··· SUPPLIED DATA ···

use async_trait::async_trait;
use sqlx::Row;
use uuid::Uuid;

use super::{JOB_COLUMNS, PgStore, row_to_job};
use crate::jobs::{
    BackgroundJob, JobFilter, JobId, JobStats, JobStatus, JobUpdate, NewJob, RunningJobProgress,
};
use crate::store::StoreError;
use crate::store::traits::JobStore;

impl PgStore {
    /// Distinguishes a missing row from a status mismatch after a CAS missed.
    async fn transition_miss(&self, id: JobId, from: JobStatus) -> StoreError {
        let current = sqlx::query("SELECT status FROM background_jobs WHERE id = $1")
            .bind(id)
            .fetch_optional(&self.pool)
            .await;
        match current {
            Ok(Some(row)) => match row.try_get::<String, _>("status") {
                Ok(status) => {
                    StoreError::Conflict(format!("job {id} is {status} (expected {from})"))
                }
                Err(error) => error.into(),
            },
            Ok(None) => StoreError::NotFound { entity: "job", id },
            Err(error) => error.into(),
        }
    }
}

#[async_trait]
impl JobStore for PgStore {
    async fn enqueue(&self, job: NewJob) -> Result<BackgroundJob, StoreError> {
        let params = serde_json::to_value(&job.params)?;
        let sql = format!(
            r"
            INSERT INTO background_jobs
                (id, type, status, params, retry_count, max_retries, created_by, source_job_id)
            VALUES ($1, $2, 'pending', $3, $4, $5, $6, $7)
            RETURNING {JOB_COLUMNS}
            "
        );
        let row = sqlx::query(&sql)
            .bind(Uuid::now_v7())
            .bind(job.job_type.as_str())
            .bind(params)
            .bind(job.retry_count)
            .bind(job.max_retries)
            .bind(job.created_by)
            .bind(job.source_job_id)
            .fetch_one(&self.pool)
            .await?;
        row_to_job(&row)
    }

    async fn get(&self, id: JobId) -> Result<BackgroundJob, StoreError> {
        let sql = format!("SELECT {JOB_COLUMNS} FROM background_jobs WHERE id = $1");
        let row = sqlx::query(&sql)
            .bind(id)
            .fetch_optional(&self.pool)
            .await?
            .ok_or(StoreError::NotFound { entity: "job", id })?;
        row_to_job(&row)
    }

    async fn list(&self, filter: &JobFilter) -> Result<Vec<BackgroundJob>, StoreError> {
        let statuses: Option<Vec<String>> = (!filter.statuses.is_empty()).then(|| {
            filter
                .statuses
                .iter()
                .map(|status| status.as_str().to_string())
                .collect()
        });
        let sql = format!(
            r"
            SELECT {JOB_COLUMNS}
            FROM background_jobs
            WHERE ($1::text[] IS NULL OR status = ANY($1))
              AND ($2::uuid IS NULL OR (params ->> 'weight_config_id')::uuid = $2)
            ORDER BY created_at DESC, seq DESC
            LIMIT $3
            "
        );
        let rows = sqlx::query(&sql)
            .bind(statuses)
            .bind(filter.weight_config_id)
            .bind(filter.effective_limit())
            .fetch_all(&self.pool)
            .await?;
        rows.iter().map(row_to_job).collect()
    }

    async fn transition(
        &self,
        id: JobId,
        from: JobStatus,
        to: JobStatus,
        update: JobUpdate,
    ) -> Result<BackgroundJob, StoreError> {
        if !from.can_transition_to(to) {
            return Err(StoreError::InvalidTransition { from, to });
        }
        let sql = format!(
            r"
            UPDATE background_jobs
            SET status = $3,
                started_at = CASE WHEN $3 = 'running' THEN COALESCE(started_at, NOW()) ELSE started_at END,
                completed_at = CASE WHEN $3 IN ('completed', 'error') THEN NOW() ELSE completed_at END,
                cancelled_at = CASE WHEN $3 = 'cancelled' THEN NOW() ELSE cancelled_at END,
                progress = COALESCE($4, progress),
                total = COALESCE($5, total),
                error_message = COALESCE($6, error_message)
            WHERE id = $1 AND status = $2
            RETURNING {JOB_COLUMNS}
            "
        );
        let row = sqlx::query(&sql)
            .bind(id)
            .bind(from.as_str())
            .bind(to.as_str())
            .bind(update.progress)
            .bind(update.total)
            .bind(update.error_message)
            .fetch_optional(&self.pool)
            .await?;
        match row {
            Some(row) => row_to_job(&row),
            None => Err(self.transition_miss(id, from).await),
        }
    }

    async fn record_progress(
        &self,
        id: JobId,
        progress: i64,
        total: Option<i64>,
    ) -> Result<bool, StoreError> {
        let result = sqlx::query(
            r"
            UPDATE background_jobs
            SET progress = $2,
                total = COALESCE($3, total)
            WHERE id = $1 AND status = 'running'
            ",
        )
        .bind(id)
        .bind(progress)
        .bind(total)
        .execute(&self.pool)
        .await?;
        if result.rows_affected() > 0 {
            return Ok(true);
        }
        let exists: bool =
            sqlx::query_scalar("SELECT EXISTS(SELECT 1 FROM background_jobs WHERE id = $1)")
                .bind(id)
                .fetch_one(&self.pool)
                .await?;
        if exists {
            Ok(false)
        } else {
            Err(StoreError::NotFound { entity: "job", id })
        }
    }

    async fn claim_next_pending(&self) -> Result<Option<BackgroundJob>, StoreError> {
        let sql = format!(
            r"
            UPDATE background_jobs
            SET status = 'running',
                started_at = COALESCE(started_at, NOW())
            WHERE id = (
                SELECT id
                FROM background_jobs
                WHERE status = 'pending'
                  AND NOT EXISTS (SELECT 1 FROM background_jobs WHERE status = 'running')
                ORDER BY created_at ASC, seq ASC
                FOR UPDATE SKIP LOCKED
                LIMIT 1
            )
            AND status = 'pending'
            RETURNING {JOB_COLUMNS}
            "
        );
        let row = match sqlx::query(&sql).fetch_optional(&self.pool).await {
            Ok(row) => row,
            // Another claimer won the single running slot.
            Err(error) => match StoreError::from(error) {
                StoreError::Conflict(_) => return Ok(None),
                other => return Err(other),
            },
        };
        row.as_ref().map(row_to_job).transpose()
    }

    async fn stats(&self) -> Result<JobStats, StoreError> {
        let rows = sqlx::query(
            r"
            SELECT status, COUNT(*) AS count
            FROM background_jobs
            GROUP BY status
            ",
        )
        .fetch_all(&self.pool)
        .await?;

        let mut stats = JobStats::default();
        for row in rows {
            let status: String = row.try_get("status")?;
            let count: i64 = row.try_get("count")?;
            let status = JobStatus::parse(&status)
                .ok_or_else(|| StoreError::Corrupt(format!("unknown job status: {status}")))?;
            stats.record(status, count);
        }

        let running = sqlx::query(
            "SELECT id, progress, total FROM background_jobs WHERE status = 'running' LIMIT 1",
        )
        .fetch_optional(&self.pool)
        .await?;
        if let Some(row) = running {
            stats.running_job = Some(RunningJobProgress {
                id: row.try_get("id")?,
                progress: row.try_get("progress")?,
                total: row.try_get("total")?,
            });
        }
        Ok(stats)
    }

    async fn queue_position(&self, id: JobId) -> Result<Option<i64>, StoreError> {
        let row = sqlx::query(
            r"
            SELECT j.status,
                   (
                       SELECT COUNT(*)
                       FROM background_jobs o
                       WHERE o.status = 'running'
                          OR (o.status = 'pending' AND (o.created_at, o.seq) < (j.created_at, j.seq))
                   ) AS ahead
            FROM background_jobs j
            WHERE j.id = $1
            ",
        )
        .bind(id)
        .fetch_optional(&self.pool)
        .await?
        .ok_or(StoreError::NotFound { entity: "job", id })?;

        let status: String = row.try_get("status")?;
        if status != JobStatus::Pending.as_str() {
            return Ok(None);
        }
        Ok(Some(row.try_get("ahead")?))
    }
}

···

• WHAT TO WORK ON
Please reproduce each entry exactly as it appears.

• ANSWER TO THIS TASK
use async_trait::async_trait;
use sqlx::Row;
use uuid::Uuid;

use super::{JOB_COLUMNS, PgStore, row_to_job};
use crate::jobs::{
    BackgroundJob, JobFilter, JobId, JobStats, JobStatus, JobUpdate, NewJob, RunningJobProgress,
};
use crate::store::StoreError;
use crate::store::traits::JobStore;

impl PgStore {
    /// Distinguishes a missing row from a status mismatch after a CAS missed.
    async fn transition_miss(&self, id: JobId, from: JobStatus) -> StoreError {
        let current = sqlx::query("SELECT status FROM background_jobs WHERE id = $1")
            .bind(id)
            .fetch_optional(&self.pool)
            .await;
        match current {
            Ok(Some(row)) => match row.try_get::<String, _>("status") {
                Ok(status) => {
                    StoreError::Conflict(format!("job {id} is {status} (expected {from})"))
                }
                Err(error) => error.into(),
            },
            Ok(None) => StoreError::NotFound { entity: "job", id },
            Err(error) => error.into(),
        }
    }
}

#[async_trait]
impl JobStore for PgStore {
    async fn enqueue(&self, job: NewJob) -> Result<BackgroundJob, StoreError> {
        let params = serde_json::to_value(&job.params)?;
        let sql = format!(
            r"
            INSERT INTO background_jobs
                (id, type, status, params, retry_count, max_retries, created_by, source_job_id)
            VALUES ($1, $2, 'pending', $3, $4, $5, $6, $7)
            RETURNING {JOB_COLUMNS}
            "
        );
        let row = sqlx::query(&sql)
            .bind(Uuid::now_v7())
            .bind(job.job_type.as_str())
            .bind(params)
            .bind(job.retry_count)
            .bind(job.max_retries)
            .bind(job.created_by)
            .bind(job.source_job_id)
            .fetch_one(&self.pool)
            .await?;
        row_to_job(&row)
    }

    async fn get(&self, id: JobId) -> Result<BackgroundJob, StoreError> {
        let sql = format!("SELECT {JOB_COLUMNS} FROM background_jobs WHERE id = $1");
        let row = sqlx::query(&sql)
            .bind(id)
            .fetch_optional(&self.pool)
            .await?
            .ok_or(StoreError::NotFound { entity: "job", id })?;
        row_to_job(&row)
    }

    async fn list(&self, filter: &JobFilter) -> Result<Vec<BackgroundJob>, StoreError> {
        let statuses: Option<Vec<String>> = (!filter.statuses.is_empty()).then(|| {
            filter
                .statuses
                .iter()
                .map(|status| status.as_str().to_string())
                .collect()
        });
        let sql = format!(
            r"
            SELECT {JOB_COLUMNS}
            FROM background_jobs
            WHERE ($1::text[] IS NULL OR status = ANY($1))
              AND ($2::uuid IS NULL OR (params ->> 'weight_config_id')::uuid = $2)
            ORDER BY created_at DESC, seq DESC
            LIMIT $3
            "
        );
        let rows = sqlx::query(&sql)
            .bind(statuses)
            .bind(filter.weight_config_id)
            .bind(filter.effective_limit())
            .fetch_all(&self.pool)
            .await?;
        rows.iter().map(row_to_job).collect()
    }

    async fn transition(
        &self,
        id: JobId,
        from: JobStatus,
        to: JobStatus,
        update: JobUpdate,
    ) -> Result<BackgroundJob, StoreError> {
        if !from.can_transition_to(to) {
            return Err(StoreError::InvalidTransition { from, to });
        }
        let sql = format!(
            r"
            UPDATE background_jobs
            SET status = $3,
                started_at = CASE WHEN $3 = 'running' THEN COALESCE(started_at, NOW()) ELSE started_at END,
                completed_at = CASE WHEN $3 IN ('completed', 'error') THEN NOW() ELSE completed_at END,
                cancelled_at = CASE WHEN $3 = 'cancelled' THEN NOW() ELSE cancelled_at END,
                progress = COALESCE($4, progress),
                total = COALESCE($5, total),
                error_message = COALESCE($6, error_message)
            WHERE id = $1 AND status = $2
            RETURNING {JOB_COLUMNS}
            "
        );
        let row = sqlx::query(&sql)
            .bind(id)
            .bind(from.as_str())
            .bind(to.as_str())
            .bind(update.progress)
            .bind(update.total)
            .bind(update.error_message)
            .fetch_optional(&self.pool)
            .await?;
        match row {
            Some(row) => row_to_job(&row),
            None => Err(self.transition_miss(id, from).await),
        }
    }

    async fn record_progress(
        &self,
        id: JobId,
        progress: i64,
        total: Option<i64>,
    ) -> Result<bool, StoreError> {
        let result = sqlx::query(
            r"
            UPDATE background_jobs
            SET progress = $2,
                total = COALESCE($3, total)
            WHERE id = $1 AND status = 'running'
            ",
        )
        .bind(id)
        .bind(progress)
        .bind(total)
        .execute(&self.pool)
        .await?;
        if result.rows_affected() > 0 {
            return Ok(true);
        }
        let exists: bool =
            sqlx::query_scalar("SELECT EXISTS(SELECT 1 FROM background_jobs WHERE id = $1)")
                .bind(id)
                .fetch_one(&self.pool)
                .await?;
        if exists {
            Ok(false)
        } else {
            Err(StoreError::NotFound { entity: "job", id })
        }
    }

    async fn claim_next_pending(&self) -> Result<Option<BackgroundJob>, StoreError> {
        let sql = format!(
            r"
            UPDATE background_jobs
            SET status = 'running',
                started_at = COALESCE(started_at, NOW())
            WHERE id = (
                SELECT id
                FROM background_jobs
                WHERE status = 'pending'
                  AND NOT EXISTS (SELECT 1 FROM background_jobs WHERE status = 'running')
                ORDER BY created_at ASC, seq ASC
                FOR UPDATE SKIP LOCKED
                LIMIT 1
            )
            AND status = 'pending'
            RETURNING {JOB_COLUMNS}
            "
        );
        let row = match sqlx::query(&sql).fetch_optional(&self.pool).await {
            Ok(row) => row,
            // Another claimer won the single running slot.
            Err(error) => match StoreError::from(error) {
                StoreError::Conflict(_) => return Ok(None),
                other => return Err(other),
            },
        };
        row.as_ref().map(row_to_job).transpose()
    }

    async fn stats(&self) -> Result<JobStats, StoreError> {
        let rows = sqlx::query(
            r"
            SELECT status, COUNT(*) AS count
            FROM background_jobs
            GROUP BY status
            ",
        )
        .fetch_all(&self.pool)
        .await?;

        let mut stats = JobStats::default();
        for row in rows {
            let status: String = row.try_get("status")?;
            let count: i64 = row.try_get("count")?;
            let status = JobStatus::parse(&status)
                .ok_or_else(|| StoreError::Corrupt(format!("unknown job status: {status}")))?;
            stats.record(status, count);
        }

        let running = sqlx::query(
            "SELECT id, progress, total FROM background_jobs WHERE status = 'running' LIMIT 1",
        )
        .fetch_optional(&self.pool)
        .await?;
        if let Some(row) = running {
            stats.running_job = Some(RunningJobProgress {
                id: row.try_get("id")?,
                progress: row.try_get("progress")?,
                total: row.try_get("total")?,
            });
        }
        Ok(stats)
    }

    async fn queue_position(&self, id: JobId) -> Result<Option<i64>, StoreError> {
        let row = sqlx::query(
            r"
            SELECT j.status,
                   (
                       SELECT COUNT(*)
                       FROM background_jobs o
                       WHERE o.status = 'running'
                          OR (o.status = 'pending' AND (o.created_at, o.seq) < (j.created_at, j.seq))
                   ) AS ahead
            FROM background_jobs j
            WHERE j.id = $1
            ",
        )
        .bind(id)
        .fetch_optional(&self.pool)
        .await?
        .ok_or(StoreError::NotFound { entity: "job", id })?;

        let status: String = row.try_get("status")?;
        if status != JobStatus::Pending.as_str() {
            return Ok(None);
        }
        Ok(Some(row.try_get("ahead")?))
    }
}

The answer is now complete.